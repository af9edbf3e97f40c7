//! Program status registers (CPSR and the banked SPSRs).
//!
//! ```text
//! 31 30 29 28 27 26      8 7 6 5 4   0
//! ┌──┬──┬──┬──┬──┬────────┬─┬─┬─┬─────┐
//! │N │Z │C │V │Q │Reserved│I│F│T│Mode │
//! └──┴──┴──┴──┴──┴────────┴─┴─┴─┴─────┘
//! ```
//!
//! The packed word is the single source of truth: every accessor reads or
//! rewrites it in place, so the flag view and the packed view can never
//! disagree, whichever write path (MSR, exception entry, SPSR restore) was
//! taken.

use serde::{Deserialize, Serialize};

use crate::bitwise::Bits;
use crate::cpu::alu::AluResult;
use crate::cpu::condition::Condition;
use crate::cpu::modes::Mode;

/// A CPSR or SPSR value.
#[derive(Debug, Default, Clone, Copy, Eq, PartialEq, Serialize, Deserialize)]
pub struct Psr(u32);

impl Psr {
    /// Evaluates an instruction's condition field against N/Z/C/V.
    #[must_use]
    pub fn can_execute(self, cond: Condition) -> bool {
        use Condition::{AL, CC, CS, EQ, GE, GT, HI, LE, LS, LT, MI, NE, NV, PL, VC, VS};
        match cond {
            EQ => self.zero_flag(),
            NE => !self.zero_flag(),
            CS => self.carry_flag(),
            CC => !self.carry_flag(),
            MI => self.sign_flag(),
            PL => !self.sign_flag(),
            VS => self.overflow_flag(),
            VC => !self.overflow_flag(),
            HI => self.carry_flag() && !self.zero_flag(),
            LS => !self.carry_flag() || self.zero_flag(),
            GE => self.sign_flag() == self.overflow_flag(),
            LT => self.sign_flag() != self.overflow_flag(),
            GT => !self.zero_flag() && (self.sign_flag() == self.overflow_flag()),
            LE => self.zero_flag() || (self.sign_flag() != self.overflow_flag()),
            AL => true,
            // Never on revision < 5; the revision-5 extension encodings are
            // recognized by the decoder before the gate runs.
            NV => false,
        }
    }

    /// N, bit 31.
    #[must_use]
    pub fn sign_flag(self) -> bool {
        self.0.get_bit(31)
    }

    /// Z, bit 30.
    #[must_use]
    pub fn zero_flag(self) -> bool {
        self.0.get_bit(30)
    }

    /// C, bit 29. Subtract family: C means "no borrow".
    #[must_use]
    pub fn carry_flag(self) -> bool {
        self.0.get_bit(29)
    }

    /// V, bit 28.
    #[must_use]
    pub fn overflow_flag(self) -> bool {
        self.0.get_bit(28)
    }

    /// Q, bit 27. Sticky overflow, set by the extended-DSP ops only.
    #[must_use]
    pub fn sticky_overflow(self) -> bool {
        self.0.get_bit(27)
    }

    /// I, bit 7. 1 masks IRQ.
    #[must_use]
    pub fn irq_disable(self) -> bool {
        self.0.get_bit(7)
    }

    /// F, bit 6. 1 masks FIQ.
    #[must_use]
    pub fn fiq_disable(self) -> bool {
        self.0.get_bit(6)
    }

    /// T, bit 5. 0 = ARM state, 1 = Thumb state.
    #[must_use]
    pub fn state_bit(self) -> bool {
        self.0.get_bit(5)
    }

    #[must_use]
    pub fn cpu_state(self) -> CpuState {
        self.state_bit().into()
    }

    /// Decodes the mode bits. Invalid patterns (the three reserved 5-bit
    /// values and the 26-bit encodings) resolve to [`Mode::Reserved`]
    /// rather than crashing; hardware treats them as "don't care".
    #[must_use]
    pub fn mode(self) -> Mode {
        Mode::try_from(self.0 & 0b11111).unwrap_or_else(|bits| {
            tracing::debug!("reserved mode bits {bits:05b} in PSR {:08X}", self.0);
            Mode::Reserved
        })
    }

    pub fn set_sign_flag(&mut self, value: bool) {
        self.0.set_bit(31, value);
    }

    pub fn set_zero_flag(&mut self, value: bool) {
        self.0.set_bit(30, value);
    }

    pub fn set_carry_flag(&mut self, value: bool) {
        self.0.set_bit(29, value);
    }

    pub fn set_overflow_flag(&mut self, value: bool) {
        self.0.set_bit(28, value);
    }

    pub fn set_sticky_overflow(&mut self, value: bool) {
        self.0.set_bit(27, value);
    }

    pub fn set_irq_disable(&mut self, value: bool) {
        self.0.set_bit(7, value);
    }

    pub fn set_fiq_disable(&mut self, value: bool) {
        self.0.set_bit(6, value);
    }

    pub fn set_state_bit(&mut self, value: bool) {
        self.0.set_bit(5, value);
    }

    pub fn set_cpu_state(&mut self, state: CpuState) {
        self.set_state_bit(state.into());
    }

    /// Sets N/Z from a result value, leaving C and V alone (logical ops
    /// route the shifter carry separately).
    pub fn set_logical_flags(&mut self, result: u32) {
        self.set_zero_flag(result == 0);
        self.set_sign_flag(result.get_bit(31));
    }

    /// Sets all four arithmetic flags from an ALU result.
    pub fn set_arithmetic_flags(&mut self, r: AluResult) {
        self.set_zero_flag(r.value == 0);
        self.set_sign_flag(r.value.get_bit(31));
        self.set_carry_flag(r.carry);
        self.set_overflow_flag(r.overflow);
    }

    pub const fn set_mode(&mut self, mode: Mode) {
        self.set_mode_raw(mode as u32);
    }

    /// Writes the raw mode bits without validation. Guests (and some BIOS
    /// code) occasionally write invalid patterns into an SPSR.
    pub const fn set_mode_raw(&mut self, bits: u32) {
        self.0 = (self.0 & !0b11111) | (bits & 0b11111);
    }

    /// Formatted flag string for debugger display: set flags show their
    /// letter, clear flags a dash, followed by the mode name.
    #[must_use]
    pub fn flags_string(self) -> String {
        let bit = |on: bool, c: char| if on { c } else { '-' };
        format!(
            "{}{}{}{}{}{}{}{} {}",
            bit(self.sign_flag(), 'N'),
            bit(self.zero_flag(), 'Z'),
            bit(self.carry_flag(), 'C'),
            bit(self.overflow_flag(), 'V'),
            bit(self.sticky_overflow(), 'Q'),
            bit(self.irq_disable(), 'I'),
            bit(self.fiq_disable(), 'F'),
            bit(self.state_bit(), 'T'),
            self.mode(),
        )
    }
}

impl From<Mode> for Psr {
    fn from(mode: Mode) -> Self {
        let mut psr = Self(0);
        psr.set_mode(mode);
        psr
    }
}

impl From<u32> for Psr {
    fn from(value: u32) -> Self {
        Self(value)
    }
}

impl From<Psr> for u32 {
    fn from(psr: Psr) -> Self {
        psr.0
    }
}

/// The instruction-set state selected by the T bit.
#[derive(Debug, Eq, PartialEq, Copy, Clone, Serialize, Deserialize)]
pub enum CpuState {
    /// 32-bit instructions.
    Arm,
    /// 16-bit compressed instructions.
    Thumb,
}

impl From<CpuState> for bool {
    fn from(state: CpuState) -> Self {
        match state {
            CpuState::Arm => false,
            CpuState::Thumb => true,
        }
    }
}

impl From<bool> for CpuState {
    fn from(bit: bool) -> Self {
        if bit { Self::Thumb } else { Self::Arm }
    }
}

> ASSIGNED TASK
If a line contains the word "crate", it counts; please state how many such lines the records above have, and nothing more.

> RESULT FOR THIS EXERCISE
4